In Mon’s Technical Blog we discussed that day’s impressive, impulsive break above 12-Sep’s 20.005 initial counter-trend high that confirmed a bullish divergence in daily momentum that ultimately led to Tue’s break above 15-Aug’s 20.87 larger-degree corrective high that breaks this year’s major downtrend.  As a result of this clear and decisive break above former 20.00-area resistance, this area becomes a new key support candidate that the market seems to have thus far acknowledged by virtue of yesterday’s relapse to and rejection of a 19.985 low.  Within the construct of an even 5-wave Elliott sequence up from 28-Sep’s 17.895 larger-degree corrective low, we’re defining yesterday’s 19.985 low as the end or lower boundary of a suspected 4th-Wave correction low from which the market would now be expected to continue higher per any broader bullish count.  Per such, 19.985 is considered our new short-term bull risk parameter from which shorter-term traders with tighter risk profiles can objectively base non-bearish decisions like short-covers and cautious bullish punts.

On a broader scale and while this week’s rally, in fact, confirms a bullish divergence in WEEKLY momentum that breaks this year’s major downtrend, the weekly log chart below also shows this market thus far only returning to a massive area of former support from the 21-handle-area that held this market up for more than a year and that, since demolished back in Jun, now is considered an equally massive resistance area.  To this point and as labeled in the daily chart above, the recovery from 01-Sep’s 17.40 low is only a 3-wave affair.  The rally from 28-Sep’s 17.895 low is either the completing C-Wave of another bear market correction OR the dramatic 3rd-Wave of a major reversal higher.  A failure below yesterday’s 19.985 smaller-degree corrective low will not negate the latter bullish count, but a failure below 17.895 would.  An admittedly smaller-degree mo failure below 19.985 would, however, provide the first strike against a broader bullish count.

Contributing to a broader base/reversal count now that a bullish divergence in momentum has at least threatened the major downtrend and rejected/defined more reliable lows and support is the historically bearish levels our sentiment/contrary opinion indicators have reached.  Indeed, both the Bullish Consensus ( and our RJO Bullish Sentiment Index have recently and understandably have reached 3-YEAR lows typical of major base/reversal environments.  For such a broader base/reversal count to remain intact, the bull must now BEHAVE LIKE ONE by sustaining trendy, impulsive behavior higher and blow away the 21-handle-area resistance.  And it certainly must sustain recent gains above last week’s 17.895 low and key long-term bull risk parameter.  Its failure to do so will chalk up the past month’s recovery attempt as another correction and re-expose the secular bear market to levels below, and possibly far below 01-Sep’s 17.40 low.

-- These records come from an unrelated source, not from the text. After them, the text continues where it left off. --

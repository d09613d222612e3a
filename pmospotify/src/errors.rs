use thiserror::Error;

/// Failure while acquiring the helper session. Fatal at startup.
#[derive(Error, Debug, Clone, PartialEq, Eq)]
pub enum SetupError {
    #[error("OAuth token request failed: {0}")]
    OAuth(String),
    #[error("CSRF token request failed: {0}")]
    Csrf(String),
    #[error("Spotify refused the session ({code}): {message}")]
    Rejected { code: String, message: String },
}
//! # PMOStatusApplet Configuration Module
//!
//! This module provides configuration management for PMOStatusApplet, including:
//! - Loading configuration from YAML files
//! - Merging with embedded default configuration
//! - Environment variable overrides
//! - Type-safe getters for configuration values
//! - Thread-safe singleton access pattern
//!
//! The configuration is read-only once loaded: the applet keeps no state
//! across runs, so nothing is ever written back to disk.
//!
//! ## Usage
//!
//! ```no_run
//! use pmoconfig::get_config;
//!
//! let config = get_config();
//! let tick = config.get_tick_ms();
//! let base_url = config.get_status_base_url();
//! println!("polling {} every {} ms", base_url, tick);
//! ```

use anyhow::{anyhow, Result};
use dirs::home_dir;
use lazy_static::lazy_static;
use serde_yaml::{Mapping, Value};
use std::{env, fs, path::Path, sync::Arc};
use tracing::{info, warn};

// Configuration par défaut intégrée
const DEFAULT_CONFIG: &str = include_str!("pmostatus.yaml");

lazy_static! {
    static ref CONFIG: Arc<Config> = Arc::new(Config::load_config("").unwrap_or_else(|err| {
        warn!(error = %err, "Invalid configuration, falling back to embedded defaults");
        Config::embedded()
    }));
}

const ENV_CONFIG_DIR: &str = "PMOSTATUS_CONFIG";
const ENV_PREFIX: &str = "PMOSTATUS_CONFIG__";
const CONFIG_DIR_NAME: &str = ".pmostatus";

// Default values for configuration
const DEFAULT_STATUS_BASE_URL: &str = "http://127.0.0.1:4380";
const DEFAULT_STATUS_OAUTH_URL: &str = "https://open.spotify.com/token";
const DEFAULT_STATUS_TIMEOUT_MS: u64 = 1000;
const DEFAULT_TICK_MS: u64 = 33;
const DEFAULT_SHOW_TITLES: bool = true;
const DEFAULT_APPLET_NAME: &str = "Spotify Status Applet";
const DEFAULT_LOG_MIN_LEVEL: &str = "INFO";

/// Macro to generate a getter for u64 values with default
macro_rules! impl_u64_config {
    ($getter:ident, $path:expr, $default:expr) => {
        pub fn $getter(&self) -> u64 {
            match self.get_value($path) {
                Ok(Value::Number(n)) => n.as_u64().unwrap_or($default),
                Ok(Value::String(s)) => s.trim().parse().unwrap_or_else(|_| {
                    warn!(path = %$path.join("."), value = %s, "Not a number, using default");
                    $default
                }),
                _ => $default,
            }
        }
    };
}

/// Macro to generate a getter for bool values with default
macro_rules! impl_bool_config {
    ($getter:ident, $path:expr, $default:expr) => {
        pub fn $getter(&self) -> bool {
            match self.get_value($path) {
                Ok(Value::Bool(b)) => b,
                _ => $default,
            }
        }
    };
}

/// Macro to generate a getter for string values with default
macro_rules! impl_string_config {
    ($getter:ident, $path:expr, $default:expr) => {
        pub fn $getter(&self) -> String {
            match self.get_value($path) {
                Ok(Value::String(s)) if !s.trim().is_empty() => s,
                _ => $default.to_string(),
            }
        }
    };
}

/// Configuration manager for PMOStatusApplet
///
/// This structure manages the application configuration, including:
/// - Loading configuration from YAML files
/// - Merging with default configuration
/// - Handling environment variable overrides
/// - Providing typed getters for configuration values
#[derive(Debug, Clone)]
pub struct Config {
    config_dir: String,
    path: String,
    data: Value,
}

impl Config {
    /// Finds a config directory by trying different locations in order
    fn find_config_dir(directory: &str) -> String {
        // 1. Try provided directory
        if !directory.is_empty() {
            return directory.to_string();
        }

        // 2. Try environment variable
        if let Ok(env_path) = env::var(ENV_CONFIG_DIR) {
            info!(env_var=ENV_CONFIG_DIR, path=%env_path, "Trying to load config from env");
            return env_path;
        }

        // 3. Try current directory
        if Path::new(CONFIG_DIR_NAME).exists() {
            return CONFIG_DIR_NAME.to_string();
        }

        // 4. Try home directory
        if let Some(home) = home_dir() {
            let home_config = home.join(CONFIG_DIR_NAME);
            if home_config.exists() {
                return home_config.to_string_lossy().to_string();
            }
        }

        // Default fallback
        CONFIG_DIR_NAME.to_string()
    }

    /// Builds a configuration made only of the embedded defaults.
    pub fn embedded() -> Self {
        let data = serde_yaml::from_str::<Value>(DEFAULT_CONFIG)
            .map(Self::lower_keys_value)
            .unwrap_or_else(|_| Value::Mapping(Mapping::new()));
        Config {
            config_dir: String::new(),
            path: String::new(),
            data,
        }
    }

    /// Loads the configuration from the specified directory
    ///
    /// This method:
    /// 1. Determines the configuration directory
    /// 2. Loads the default embedded configuration
    /// 3. Merges it with the external config.yaml file if present
    /// 4. Applies environment variable overrides
    ///
    /// A missing directory or file is not an error: the embedded defaults
    /// are used. A file that exists but is not valid YAML is an error.
    pub fn load_config(directory: &str) -> Result<Self> {
        let config_dir = Self::find_config_dir(directory);
        info!(config_dir=%config_dir, "Using config directory");

        let config_file_path = Path::new(&config_dir).join("config.yaml");
        let path = config_file_path.to_string_lossy().to_string();

        let mut config_value: Value = serde_yaml::from_str(DEFAULT_CONFIG)?;

        match fs::read(&path) {
            Ok(data) => {
                info!(config_file=%path, "Loaded config file");
                let external_value: Value = serde_yaml::from_slice(&data)
                    .map_err(|e| anyhow!("Invalid YAML in {}: {}", path, e))?;
                merge_yaml(&mut config_value, &Self::lower_keys_value(external_value));
            }
            Err(_) => {
                info!(config_file=%path, "Config file not found, using default embedded config");
            }
        }

        let mut config_value = Self::lower_keys_value(config_value);
        Self::apply_env_overrides(&mut config_value, env::vars());

        Ok(Config {
            config_dir,
            path,
            data: config_value,
        })
    }

    /// Directory the configuration was looked up in.
    pub fn config_dir(&self) -> &str {
        &self.config_dir
    }

    /// Path of the `config.yaml` file merged over the defaults (it may not exist).
    pub fn config_file(&self) -> &str {
        &self.path
    }

    /// Gets a configuration value at the specified path
    ///
    /// # Arguments
    ///
    /// * `path` - Array of keys representing the path (e.g., `&["applet", "tick_ms"]`)
    ///
    /// # Returns
    ///
    /// Returns a `Result` containing the YAML value or an error if the path doesn't exist
    pub fn get_value(&self, path: &[&str]) -> Result<Value> {
        let mut current = &self.data;
        for (i, key) in path.iter().enumerate() {
            if let Value::Mapping(map) = current {
                let key = key.to_lowercase();

                if let Some(next) = map.get(&Value::String(key)) {
                    current = next;
                } else {
                    return Err(anyhow!("Path {} does not exist", path[..=i].join(".")));
                }
            } else {
                return Err(anyhow!("Path {} is not a Config", path[..i].join(".")));
            }
        }
        Ok(current.clone())
    }

    /// Applies `PMOSTATUS_CONFIG__SECTION__KEY=value` overrides.
    pub fn apply_overrides<I>(&mut self, vars: I)
    where
        I: IntoIterator<Item = (String, String)>,
    {
        Self::apply_env_overrides(&mut self.data, vars);
    }

    fn apply_env_overrides<I>(config: &mut Value, vars: I)
    where
        I: IntoIterator<Item = (String, String)>,
    {
        for (key, value) in vars {
            if let Some(stripped) = key.strip_prefix(ENV_PREFIX) {
                let key_path = stripped.split("__").collect::<Vec<_>>();
                let yaml_value = Self::convert_env_value(&value);
                if let Err(err) = Self::set_value_internal(config, &key_path, yaml_value) {
                    warn!(variable = %key, error = %err, "Ignoring configuration override");
                }
            }
        }
    }

    fn set_value_internal(data: &mut Value, path: &[&str], value: Value) -> Result<()> {
        if path.is_empty() {
            *data = value;
            return Ok(());
        }
        if let Value::Mapping(map) = data {
            let key_value = Value::String(path[0].to_lowercase());
            if path.len() == 1 {
                map.insert(key_value, value);
            } else {
                let entry = map
                    .entry(key_value)
                    .or_insert(Value::Mapping(Mapping::new()));
                Self::set_value_internal(entry, &path[1..], value)?;
            }
            Ok(())
        } else {
            Err(anyhow!("Current node is not a map"))
        }
    }

    fn convert_env_value(value: &str) -> Value {
        if let Ok(parsed) = serde_yaml::from_str::<Value>(value) {
            return parsed;
        }
        Value::String(value.to_string())
    }

    fn lower_keys_value(value: Value) -> Value {
        match value {
            Value::Mapping(map) => {
                let mut new_map = Mapping::new();
                for (k, v) in map {
                    if let Value::String(s) = k {
                        new_map.insert(Value::String(s.to_lowercase()), Self::lower_keys_value(v));
                    } else {
                        new_map.insert(k, Self::lower_keys_value(v));
                    }
                }
                Value::Mapping(new_map)
            }
            Value::Sequence(seq) => {
                Value::Sequence(seq.into_iter().map(Self::lower_keys_value).collect())
            }
            _ => value,
        }
    }

    impl_string_config!(
        get_status_base_url,
        &["status", "base_url"],
        DEFAULT_STATUS_BASE_URL
    );

    impl_string_config!(
        get_status_oauth_url,
        &["status", "oauth_url"],
        DEFAULT_STATUS_OAUTH_URL
    );

    /// OAuth token to use instead of fetching one, if configured.
    ///
    /// An all-digit token reads back from YAML as a number; it is
    /// stringified rather than dropped.
    pub fn get_status_oauth_token(&self) -> Option<String> {
        match self.get_value(&["status", "oauth_token"]) {
            Ok(Value::String(s)) if !s.trim().is_empty() => Some(s.trim().to_string()),
            Ok(Value::Number(n)) => Some(n.to_string()),
            _ => None,
        }
    }

    impl_u64_config!(
        get_status_timeout_ms,
        &["status", "timeout_ms"],
        DEFAULT_STATUS_TIMEOUT_MS
    );

    impl_u64_config!(get_tick_ms, &["applet", "tick_ms"], DEFAULT_TICK_MS);

    impl_bool_config!(
        get_show_titles,
        &["applet", "show_titles"],
        DEFAULT_SHOW_TITLES
    );

    impl_string_config!(get_applet_name, &["applet", "name"], DEFAULT_APPLET_NAME);

    impl_string_config!(
        get_log_min_level,
        &["log", "min_level"],
        DEFAULT_LOG_MIN_LEVEL
    );

    /// Log file path, if one is configured.
    pub fn get_log_file(&self) -> Option<String> {
        match self.get_value(&["log", "file"]) {
            Ok(Value::String(s)) if !s.trim().is_empty() => Some(s),
            _ => None,
        }
    }
}

/// Returns the global configuration instance
///
/// This function provides access to the singleton configuration instance,
/// which is lazily loaded on first access.
pub fn get_config() -> Arc<Config> {
    CONFIG.clone()
}

/// Merges external YAML configuration into default configuration
///
/// - For mappings (objects), it merges keys from external into default
/// - For scalars and sequences, external values replace default values
fn merge_yaml(default: &mut Value, external: &Value) {
    match (default, external) {
        (Value::Mapping(dmap), Value::Mapping(emap)) => {
            for (k, v) in emap {
                match dmap.get_mut(k) {
                    Some(dv) => merge_yaml(dv, v),
                    None => {
                        dmap.insert(k.clone(), v.clone());
                    }
                }
            }
        }
        (d, e) => *d = e.clone(), // pour les scalaires ou séquences, on remplace
    }
}

#[cfg(test)]
mod tests {
    use super::*;

    #[test]
    fn test_embedded_defaults() {
        let config = Config::embedded();
        assert_eq!(config.get_tick_ms(), 33);
        assert_eq!(config.get_status_timeout_ms(), 1000);
        assert!(config.get_show_titles());
        assert_eq!(config.get_status_base_url(), "http://127.0.0.1:4380");
        assert_eq!(config.get_status_oauth_token(), None);
        assert_eq!(config.get_log_file(), None);
        assert_eq!(config.get_log_min_level(), "INFO");
    }

    #[test]
    fn test_env_overrides() {
        let mut config = Config::embedded();
        config.apply_overrides(vec![
            ("PMOSTATUS_CONFIG__APPLET__TICK_MS".to_string(), "50".to_string()),
            ("PMOSTATUS_CONFIG__APPLET__SHOW_TITLES".to_string(), "false".to_string()),
            ("PMOSTATUS_CONFIG__STATUS__OAUTH_TOKEN".to_string(), "abc".to_string()),
            ("UNRELATED".to_string(), "1".to_string()),
        ]);
        assert_eq!(config.get_tick_ms(), 50);
        assert!(!config.get_show_titles());
        assert_eq!(config.get_status_oauth_token().as_deref(), Some("abc"));
    }

    #[test]
    fn test_numeric_oauth_token_override() {
        let mut config = Config::embedded();
        config.apply_overrides(vec![(
            "PMOSTATUS_CONFIG__STATUS__OAUTH_TOKEN".to_string(),
            "4815162342".to_string(),
        )]);
        assert_eq!(
            config.get_status_oauth_token().as_deref(),
            Some("4815162342")
        );
    }

    #[test]
    fn test_merge_yaml_keeps_unset_defaults() {
        let mut default: Value = serde_yaml::from_str("a: {b: 1, c: 2}").unwrap();
        let external: Value = serde_yaml::from_str("a: {c: 3}").unwrap();
        merge_yaml(&mut default, &external);
        let expected: Value = serde_yaml::from_str("a: {b: 1, c: 3}").unwrap();
        assert_eq!(default, expected);
    }

    #[test]
    fn test_get_value_missing_path() {
        let config = Config::embedded();
        assert!(config.get_value(&["applet", "nope"]).is_err());
        assert!(config.get_value(&["applet", "tick_ms", "deeper"]).is_err());
    }

    #[test]
    fn test_bad_number_falls_back() {
        let mut config = Config::embedded();
        config.apply_overrides(vec![(
            "PMOSTATUS_CONFIG__STATUS__TIMEOUT_MS".to_string(),
            "soon".to_string(),
        )]);
        assert_eq!(config.get_status_timeout_ms(), DEFAULT_STATUS_TIMEOUT_MS);
    }
}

These issues considered, a bullish policy is advised with a failure below 19.985 sufficient for shorter-term traders to move to the sidelines and commensurately larger-degree weakness below 17.895 to negate any base/reversal count and re-expose the secular bear.  In lieu of such weakness, further and possibly accelerated gains should not surprise, especially if this market can poke through the pivotal 21-handle-area resistance.